Negative ions from carbonyl sulfide and carbon disulfide have been studied in a time‐of‐flight mass spectrometer. The principal ions formed by dissociative resonance electron capture in carbonyl sulfide are S⁻ and O⁻. Those from carbon disulfide are S⁻ and CS⁻. The onset for the formation of S⁻ by a resonance capture process has been found to occur at 1.2 eV from carbonyl sulfide, and the translational energy of the resulting ion has been found to be approximately 0.04 eV. ${\mathrm{\Delta H}}_f{\mathrm{(S}}^{-})$ is thus found to be 20 kcal/mole in agreement with previous values. At pressures of several microns in the source, secondary ions are formed in both carbonyl sulfide and carbon disulfide. In the electron capture region the principal secondary ion is S₂⁻, formed by reaction of S⁻ with the corresponding parent molecule.

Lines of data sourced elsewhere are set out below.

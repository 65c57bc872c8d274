//! Closed tour type.

use std::collections::HashSet;

use serde::{Deserialize, Serialize};

use crate::distance::DistanceMatrix;
use crate::evaluation::tour_length;

/// A closed tour: `n + 1` city ids where the first and last are equal and
/// the first `n` are a permutation of the instance's cities.
///
/// Positions `0` and `n` hold the fixed start city. Every move operator in
/// this crate touches only the interior positions `1..n`.
///
/// # Examples
///
/// ```
/// use u_tsp::models::Tour;
///
/// let tour = Tour::closed(&[3, 1, 2]);
/// assert_eq!(tour.stops(), &[3, 1, 2, 3]);
/// assert_eq!(tour.num_cities(), 3);
/// assert_eq!(tour.start(), Some(3));
/// ```
#[derive(Debug, Clone, PartialEq, Eq, Hash, Serialize, Deserialize)]
pub struct Tour {
    stops: Vec<usize>,
}

impl Tour {
    /// Closes an open visiting order by appending its first city.
    ///
    /// An empty order yields an empty tour.
    pub fn closed(order: &[usize]) -> Self {
        let mut stops = Vec::with_capacity(order.len() + 1);
        stops.extend_from_slice(order);
        if let Some(&first) = order.first() {
            stops.push(first);
        }
        Self { stops }
    }

    /// Wraps an already-closed stop sequence (`first == last`).
    ///
    /// Returns `None` if the sequence is non-empty and not closed.
    pub fn from_stops(stops: Vec<usize>) -> Option<Self> {
        match (stops.first(), stops.last()) {
            (Some(first), Some(last)) if first != last || stops.len() < 2 => None,
            _ => Some(Self { stops }),
        }
    }

    /// The full stop sequence, including the closing return to the start.
    pub fn stops(&self) -> &[usize] {
        &self.stops
    }

    /// Consumes the tour and returns its stop sequence.
    pub fn into_stops(self) -> Vec<usize> {
        self.stops
    }

    /// The `n` visited cities without the closing stop.
    pub fn order(&self) -> &[usize] {
        let n = self.num_cities();
        &self.stops[..n]
    }

    /// Number of distinct cities visited.
    pub fn num_cities(&self) -> usize {
        self.stops.len().saturating_sub(1)
    }

    /// Returns `true` if the tour visits no city.
    pub fn is_empty(&self) -> bool {
        self.stops.is_empty()
    }

    /// The fixed start (and end) city.
    pub fn start(&self) -> Option<usize> {
        self.stops.first().copied()
    }

    /// Total tour length; missing matrix entries contribute infinity.
    pub fn length(&self, distances: &DistanceMatrix) -> f64 {
        tour_length(&self.stops, distances)
    }

    /// Returns `true` if this tour is closed and visits every id in `cities`
    /// exactly once.
    pub fn is_valid_for(&self, cities: &[usize]) -> bool {
        if cities.is_empty() {
            return self.stops.is_empty();
        }
        if self.stops.len() != cities.len() + 1 || self.stops.first() != self.stops.last() {
            return false;
        }
        let expected: HashSet<usize> = cities.iter().copied().collect();
        let mut seen = HashSet::with_capacity(cities.len());
        self.order()
            .iter()
            .all(|id| expected.contains(id) && seen.insert(*id))
            && seen.len() == expected.len()
    }
}
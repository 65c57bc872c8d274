//! Tabu Search execution engine.
//!
//! # Algorithm
//!
//! 1. Start from the given tour; best = current
//! 2. At each iteration:
//!    a. Scan the full 2-opt neighborhood (ascending `i`, then `j`),
//!       skipping moves whose `(i, j)` is in the tabu memory
//!    b. Take the shortest admissible neighbor, even if it is worse than
//!       the current tour; ties go to the earliest in scan order
//!    c. Record its `(i, j)` in the tabu memory (FIFO, capacity = tenure)
//!    d. Update the global best if strictly improved (see
//!       [`improves`]), otherwise count a non-improving iteration
//! 3. Terminate after `max_iterations` or `no_improvement_limit`
//!    consecutive non-improving iterations
//!
//! When every move is tabu the iteration makes no move and the counter is
//! left untouched. Unless `aspiration` is enabled, a tabu move is never
//! taken, even one that would beat the global best.
//!
//! # Reference
//!
//! Glover, F. (1989). "Tabu Search—Part I", *ORSA Journal on Computing* 1(3), 190-206.

use std::sync::atomic::{AtomicBool, Ordering};
use std::sync::Arc;

use tracing::{debug, info};

use super::config::TabuConfig;
use super::memory::{TabuMemory, TabuMove};
use crate::distance::DistanceMatrix;
use crate::evaluation::{improves, reversed_length, tour_length};
use crate::models::Tour;

/// Result of a Tabu Search run.
#[derive(Debug, Clone)]
pub struct TabuResult {
    /// Best tour found.
    pub best: Tour,
    /// Length of the best tour.
    pub best_length: f64,
    /// Total iterations executed.
    pub iterations: usize,
    /// Iteration (1-based) at which the best tour was found; 0 if the
    /// initial tour was never beaten.
    pub best_iteration: usize,
    /// Iterations in which every move was tabu.
    pub stalled_iterations: usize,
    /// Best length after each iteration.
    pub cost_history: Vec<f64>,
    /// Move applied in each iteration; `None` when every move was tabu.
    pub move_history: Vec<Option<TabuMove>>,
    /// Whether cancelled externally.
    pub cancelled: bool,
}

/// Tabu Search runner.
pub struct TabuRunner;

impl TabuRunner {
    /// Executes Tabu Search starting from `tour`.
    ///
    /// # Examples
    ///
    /// ```
    /// use u_tsp::models::{City, Tour};
    /// use u_tsp::distance::DistanceMatrix;
    /// use u_tsp::tabu::{TabuConfig, TabuRunner};
    ///
    /// let dm = DistanceMatrix::from_cities(&[
    ///     City::new(0, 0.0, 0.0),
    ///     City::new(1, 0.0, 1.0),
    ///     City::new(2, 1.0, 1.0),
    ///     City::new(3, 1.0, 0.0),
    /// ]);
    /// let crossed = Tour::closed(&[0, 2, 1, 3]);
    /// let result = TabuRunner::run(&dm, &crossed, &TabuConfig::default());
    /// assert!((result.best_length - 4.0).abs() < 1e-10);
    /// ```
    pub fn run(distances: &DistanceMatrix, tour: &Tour, config: &TabuConfig) -> TabuResult {
        Self::run_with_cancel(distances, tour, config, None)
    }

    /// Executes Tabu Search with an optional cancellation token, checked
    /// before every iteration.
    pub fn run_with_cancel(
        distances: &DistanceMatrix,
        tour: &Tour,
        config: &TabuConfig,
        cancel: Option<Arc<AtomicBool>>,
    ) -> TabuResult {
        let mut current = tour.stops().to_vec();
        let mut current_length = tour_length(&current, distances);
        let mut best = current.clone();
        let mut best_length = current_length;
        let mut best_iteration = 0usize;

        let mut memory = TabuMemory::new(config.tabu_tenure);
        let mut scratch = Vec::with_capacity(current.len());
        let mut cost_history = Vec::with_capacity(config.max_iterations);
        let mut move_history = Vec::with_capacity(config.max_iterations);

        let mut iteration = 0usize;
        let mut no_improve_count = 0usize;
        let mut stalled_iterations = 0usize;
        let mut cancelled = false;

        // Interior positions are 1..=last; fewer than two means no 2-opt move exists.
        let last = current.len().saturating_sub(2);
        let max_iterations = if last < 2 { 0 } else { config.max_iterations };

        while iteration < max_iterations && no_improve_count < config.no_improvement_limit {
            if let Some(ref flag) = cancel {
                if flag.load(Ordering::Relaxed) {
                    cancelled = true;
                    break;
                }
            }
            iteration += 1;

            // Find the best admissible move
            let mut chosen: Option<(usize, usize, f64)> = None;
            for i in 1..last {
                for j in (i + 1)..=last {
                    let candidate =
                        reversed_length(&current, current_length, distances, i, j, &mut scratch);
                    let tabu = memory.contains((i, j));
                    if tabu && !(config.aspiration && improves(candidate, best_length)) {
                        continue;
                    }
                    if chosen.is_none_or(|(_, _, c)| candidate < c) {
                        chosen = Some((i, j, candidate));
                    }
                }
            }

            match chosen {
                Some((i, j, _)) => {
                    memory.push((i, j));
                    current[i..=j].reverse();
                    current_length = tour_length(&current, distances);

                    if improves(current_length, best_length) {
                        best.clone_from(&current);
                        best_length = current_length;
                        best_iteration = iteration;
                        no_improve_count = 0;
                    } else {
                        no_improve_count += 1;
                    }
                }
                None => stalled_iterations += 1,
            }

            cost_history.push(best_length);
            move_history.push(chosen.map(|(i, j, _)| (i, j)));
            debug!(
                iteration,
                current_length,
                best_length,
                no_improve = no_improve_count,
                "tabu iteration"
            );
        }

        info!(iterations = iteration, best_length, best_iteration, "tabu search finished");

        TabuResult {
            best: Tour::from_stops(best).unwrap_or_else(|| tour.clone()),
            best_length,
            iterations: iteration,
            best_iteration,
            stalled_iterations,
            cost_history,
            move_history,
            cancelled,
        }
    }
}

At higher electron energies where greater ion intensities are observed, ions of the general formula ${\mathrm{S}}_n^{-}$ are formed with $n$ varying from 2 to 6. These must result from sequential reactions of ${\mathrm{S}}_{\text{n−1}}^{-}$ with the parent molecule. An important ion in the high‐pressure spectrum of carbon disulfide is CS₂⁻, presumably formed by charge transfer. The rate constant from the reaction of S⁻ with COS is about 3.0 × 10⁻¹⁰ cc/molecule·sec.